Engineering Metathesis-Oxidation Tandem Reactions by using a Grubbs-Hoveyda Catalyst and cytochrome P450 BM3

Olefin metathesis reactions catalyzed by organometallic catalysts with remarkable stability and activity are widely applied in the synthesis of pharmaceutical agents, natural products, and new materials. In the coupled oxidation reaction, of which the products are involved in various areas such as drug metabolism, P450 as well as its mutants can selectively oxidize long-chain olefins generated in the metathesis reaction. In our biphasic tandem metathesis-oxidation reaction, 5-hexenoic acid and trans-7-tetradecene react to form dodecen-5-oic acids (1:6 Z/E) with 65% yield and 70% selectivity. The P450 BM3 enzyme concurrently oxidizes the C₁₂ acid intermediates with nearly 100% selectivity to form a mixture of ω-1, ω-2, ω-3 and ω-4 hydroxylated products. Overall yields of 20% can be obtained for the tandem reaction, which is found to be nearly 15% more effective than performing the two reactions separately. One of the main reasons for the low overall yields could be the unmatched rates between the metathesis and the oxidation reaction due to the ineffective alcohol dehydrogenase NADPH regeneration system.

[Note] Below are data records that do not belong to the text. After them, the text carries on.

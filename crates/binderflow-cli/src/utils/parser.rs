use std::fmt;
use thiserror::Error;

#[derive(Debug, Error, PartialEq, Eq)]
pub enum ParseError {
    #[error("Invalid hotspot residue '{0}'. Expected a chain id followed by a residue number (e.g., 'A56').")]
    InvalidHotspot(String),

    #[error("Hotspot list '{0}' contains an empty entry.")]
    EmptyHotspot(String),

    #[error("Invalid PDB id '{0}'. Expected four alphanumeric characters starting with a digit (e.g., '5O45').")]
    InvalidPdbId(String),

    #[error("Invalid --set format: '{0}'. Expected KEY=VALUE.")]
    InvalidKeyValue(String),
}

/// A residue on the target that the generator should bind near.
#[derive(Debug, Clone, PartialEq, Eq)]
pub struct Hotspot {
    pub chain_id: char,
    pub residue_number: u32,
}

impl fmt::Display for Hotspot {
    fn fmt(&self, f: &mut fmt::Formatter<'_>) -> fmt::Result {
        write!(f, "{}{}", self.chain_id, self.residue_number)
    }
}

fn parse_hotspot(token: &str) -> Result<Hotspot, ParseError> {
    let mut chars = token.chars();
    let invalid = || ParseError::InvalidHotspot(token.to_string());
    let chain_id = chars
        .next()
        .filter(char::is_ascii_alphabetic)
        .ok_or_else(invalid)?;
    let digits = chars.as_str();
    if digits.is_empty() || !digits.bytes().all(|b| b.is_ascii_digit()) {
        return Err(invalid());
    }
    let residue_number = digits.parse().map_err(|_| invalid())?;
    Ok(Hotspot {
        chain_id,
        residue_number,
    })
}

/// Parses a comma-separated hotspot list, tolerating whitespace around
/// entries. An empty or all-whitespace string yields no hotspots.
pub fn parse_hotspots(list: &str) -> Result<Vec<Hotspot>, ParseError> {
    if list.trim().is_empty() {
        return Ok(Vec::new());
    }
    list.split(',')
        .map(str::trim)
        .map(|token| {
            if token.is_empty() {
                Err(ParseError::EmptyHotspot(list.to_string()))
            } else {
                parse_hotspot(token)
            }
        })
        .collect()
}

/// `"A56, A115 ,A123"` becomes `"A56,A115,A123"`.
pub fn normalize_hotspots(list: &str) -> Result<String, ParseError> {
    let hotspots = parse_hotspots(list)?;
    Ok(hotspots
        .iter()
        .map(Hotspot::to_string)
        .collect::<Vec<_>>()
        .join(","))
}

/// Validates an RCSB entry id and returns it upper-cased.
pub fn parse_pdb_id(id: &str) -> Result<String, ParseError> {
    let trimmed = id.trim();
    let valid = trimmed.len() == 4
        && trimmed.bytes().all(|b| b.is_ascii_alphanumeric())
        && trimmed.as_bytes()[0].is_ascii_digit();
    if valid {
        Ok(trimmed.to_ascii_uppercase())
    } else {
        Err(ParseError::InvalidPdbId(id.to_string()))
    }
}

pub fn parse_key_value(pair: &str) -> Result<(&str, &str), ParseError> {
    pair.split_once('=')
        .map(|(k, v)| (k.trim(), v.trim()))
        .filter(|(k, _)| !k.is_empty())
        .ok_or_else(|| ParseError::InvalidKeyValue(pair.to_string()))
}
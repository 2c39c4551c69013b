use super::{require_dir, require_file, run_tool};
use crate::engine::config::BackboneConfig;
use crate::engine::context::RunContext;
use crate::engine::error::PipelineError;
use crate::engine::process::{ToolCommand, ToolRunner};
use std::fs;
use std::path::Path;
use tracing::info;

const STAGE: &str = "backbone";

const MODELS_MOUNT: &str = "/models";
const INPUTS_MOUNT: &str = "/inputs";
const OUTPUTS_MOUNT: &str = "/outputs";

fn volume(host: &Path, container: &str) -> String {
    format!("{}:{}", host.display(), container)
}

/// The `docker run` invocation for generating `num_designs` backbones.
pub fn command(config: &BackboneConfig, num_designs: usize) -> ToolCommand {
    let mut cmd = ToolCommand::new(&config.docker_executable).args(["run", "--rm"]);
    if config.use_gpus {
        cmd = cmd.args(["--gpus", "all"]);
    }
    cmd.arg("-v")
        .arg(volume(&config.models_dir, MODELS_MOUNT))
        .arg("-v")
        .arg(volume(&config.target_dir, INPUTS_MOUNT))
        .arg("-v")
        .arg(volume(&config.output_dir, OUTPUTS_MOUNT))
        .arg(&config.image)
        .arg(format!(
            "inference.output_prefix={}/{}",
            OUTPUTS_MOUNT, config.output_prefix
        ))
        .arg(format!("inference.model_directory_path={}", MODELS_MOUNT))
        .arg(format!(
            "inference.input_pdb={}/{}",
            INPUTS_MOUNT, config.target_file
        ))
        .arg(format!("inference.num_designs={}", num_designs))
        .arg(format!("contigmap.contigs=[{}]", config.contigs))
        .arg(format!("ppi.hotspot_res=[{}]", config.hotspots))
        .arg(format!("denoiser.noise_scale_ca={}", config.noise_scale))
        .arg(format!("denoiser.noise_scale_frame={}", config.noise_scale))
}

pub async fn run(ctx: &RunContext<'_>, runner: &dyn ToolRunner) -> Result<(), PipelineError> {
    let config = &ctx.config.backbone;
    require_dir(STAGE, &config.target_dir)?;
    require_file(STAGE, &config.target_dir.join(&config.target_file))?;
    fs::create_dir_all(&config.output_dir)?;

    let cmd = command(config, ctx.config.num_designs);
    run_tool(ctx, runner, STAGE, &cmd).await?;
    info!(
        "Generated {} backbones into {:?}",
        ctx.config.num_designs, config.output_dir
    );
    Ok(())
}
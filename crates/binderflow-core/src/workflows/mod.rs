//! # Workflows Module
//!
//! High-level entry points that run a complete binder-design pipeline.
//!
//! ## Overview
//!
//! A workflow takes a validated [`RunConfig`](crate::engine::config::RunConfig),
//! a [`ToolRunner`](crate::engine::process::ToolRunner) and a progress
//! reporter. It executes the selected stages strictly in order and returns the
//! populated design set together with the filter summary.
//!
//! - **Design Workflow** ([`design`]) - Backbone generation, sequence design,
//!   structure prediction, optional interface scoring and final filtering.

pub mod design;
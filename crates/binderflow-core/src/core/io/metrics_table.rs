//! CSV persistence of per-design metrics, so a finished run can be filtered
//! again without re-running any external tool.

use crate::core::models::design::{
    DesignId, DesignMetrics, DesignRecord, DesignSet, valid_metric,
};
use serde::{Deserialize, Serialize};
use std::collections::HashSet;
use std::io::{Read, Write};
use std::path::Path;
use thiserror::Error;

#[derive(Debug, Error)]
pub enum MetricsTableError {
    #[error("CSV error: {0}")]
    Csv(#[from] csv::Error),
    #[error("I/O error: {0}")]
    Io(#[from] std::io::Error),
    #[error("Design {0} appears more than once")]
    DuplicateDesign(DesignId),
}

#[derive(Debug, Serialize, Deserialize)]
struct MetricsRow {
    design: DesignId,
    plddt_binder: Option<f64>,
    pae_interaction: Option<f64>,
    binder_aligned_rmsd: Option<f64>,
    ddg: Option<f64>,
    #[serde(default)]
    passed: bool,
}

pub fn write_metrics(
    writer: impl Write,
    designs: &DesignSet,
    passing: &[DesignId],
) -> Result<(), MetricsTableError> {
    let passing: HashSet<_> = passing.iter().copied().collect();
    let mut csv_writer = csv::Writer::from_writer(writer);
    for record in designs {
        let m = record.metrics;
        csv_writer.serialize(MetricsRow {
            design: record.id,
            plddt_binder: m.plddt_binder,
            pae_interaction: m.pae_interaction,
            binder_aligned_rmsd: m.binder_aligned_rmsd,
            ddg: m.ddg,
            passed: passing.contains(&record.id),
        })?;
    }
    csv_writer.flush()?;
    Ok(())
}

pub fn write_metrics_to_path(
    path: &Path,
    designs: &DesignSet,
    passing: &[DesignId],
) -> Result<(), MetricsTableError> {
    let file = std::fs::File::create(path)?;
    write_metrics(file, designs, passing)
}

/// Reads a metrics table back into a design set, in file order. The stored
/// `passed` column is ignored; filtering is always recomputed. NaN cells are
/// read as absent values.
pub fn read_metrics(reader: impl Read) -> Result<DesignSet, MetricsTableError> {
    let mut csv_reader = csv::Reader::from_reader(reader);
    let mut seen = HashSet::new();
    let mut records = Vec::new();
    for row in csv_reader.deserialize() {
        let row: MetricsRow = row?;
        if !seen.insert(row.design) {
            return Err(MetricsTableError::DuplicateDesign(row.design));
        }
        records.push(DesignRecord {
            id: row.design,
            metrics: DesignMetrics {
                plddt_binder: row.plddt_binder.and_then(valid_metric),
                pae_interaction: row.pae_interaction.and_then(valid_metric),
                binder_aligned_rmsd: row.binder_aligned_rmsd.and_then(valid_metric),
                ddg: row.ddg.and_then(valid_metric),
            },
        });
    }
    Ok(DesignSet::from_records(records))
}

pub fn read_metrics_from_path(path: &Path) -> Result<DesignSet, MetricsTableError> {
    let file = std::fs::File::open(path)?;
    read_metrics(file)
}

#[cfg(test)]
mod tests {
    use super::*;

    fn sample_set() -> DesignSet {
        let mut set = DesignSet::with_count(3);
        set.update(DesignId(0), |m| {
            m.plddt_binder = Some(88.5);
            m.pae_interaction = Some(4.25);
            m.binder_aligned_rmsd = Some(0.5);
        });
        set.update(DesignId(2), |m| m.ddg = Some(-41.0));
        set
    }

    #[test]
    fn absent_metrics_are_written_as_empty_cells() {
        let mut out = Vec::new();
        write_metrics(&mut out, &sample_set(), &[DesignId(0)]).unwrap();
        let text = String::from_utf8(out).unwrap();
        let lines: Vec<_> = text.lines().collect();

        assert_eq!(
            lines[0],
            "design,plddt_binder,pae_interaction,binder_aligned_rmsd,ddg,passed"
        );
        assert_eq!(lines[1], "design_0,88.5,4.25,0.5,,true");
        assert_eq!(lines[2], "design_1,,,,,false");
        assert_eq!(lines[3], "design_2,,,,-41.0,false");
    }

    #[test]
    fn written_table_reads_back_to_the_same_designs() {
        let set = sample_set();
        let mut out = Vec::new();
        write_metrics(&mut out, &set, &[]).unwrap();
        let reloaded = read_metrics(out.as_slice()).unwrap();
        assert_eq!(reloaded, set);
    }

    #[test]
    fn passed_column_is_optional_on_read() {
        let text = "design,plddt_binder,pae_interaction,binder_aligned_rmsd,ddg\ndesign_4,81,9,0.9,\n";
        let set = read_metrics(text.as_bytes()).unwrap();
        let record = set.get(DesignId(4)).unwrap();
        assert_eq!(record.metrics.plddt_binder, Some(81.0));
        assert_eq!(record.metrics.ddg, None);
    }

    #[test]
    fn nan_cells_read_as_absent_and_write_back_empty() {
        let csv = "design,plddt_binder,pae_interaction,binder_aligned_rmsd,ddg,passed\n\
                   design_0,NaN,5.0,0.5,nan,false\n";
        let set = read_metrics(csv.as_bytes()).unwrap();
        let m = set.get(DesignId(0)).unwrap().metrics;
        assert_eq!(m.plddt_binder, None);
        assert_eq!(m.pae_interaction, Some(5.0));
        assert_eq!(m.ddg, None);

        let mut out = Vec::new();
        write_metrics(&mut out, &set, &[]).unwrap();
        let text = String::from_utf8(out).unwrap();
        assert_eq!(text.lines().nth(1), Some("design_0,,5.0,0.5,,false"));
    }

    #[test]
    fn duplicate_designs_are_rejected() {
        let text = "design,plddt_binder,pae_interaction,binder_aligned_rmsd,ddg,passed\ndesign_1,,,,,false\ndesign_1,,,,,false\n";
        assert!(matches!(
            read_metrics(text.as_bytes()),
            Err(MetricsTableError::DuplicateDesign(DesignId(1)))
        ));
    }
}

Other regeneration enzymes, such as the NADP⁺-dependent phosphite dehydrogenase (PTDH) and glucose dehydronase (GDH) are being investigated. So far, the tandem reaction between 5-hexenoic acid and trans-7-tetradecene has been proven to function with great selectivity, though its total conversion is not high enough. We are expanding our tandem reaction to encompass not only fatty acids, but also aromatics and alkenes. This tandem reaction could be used as a platform for the synthesis of various attractive compounds requiring high regio- and enantio- selectivity.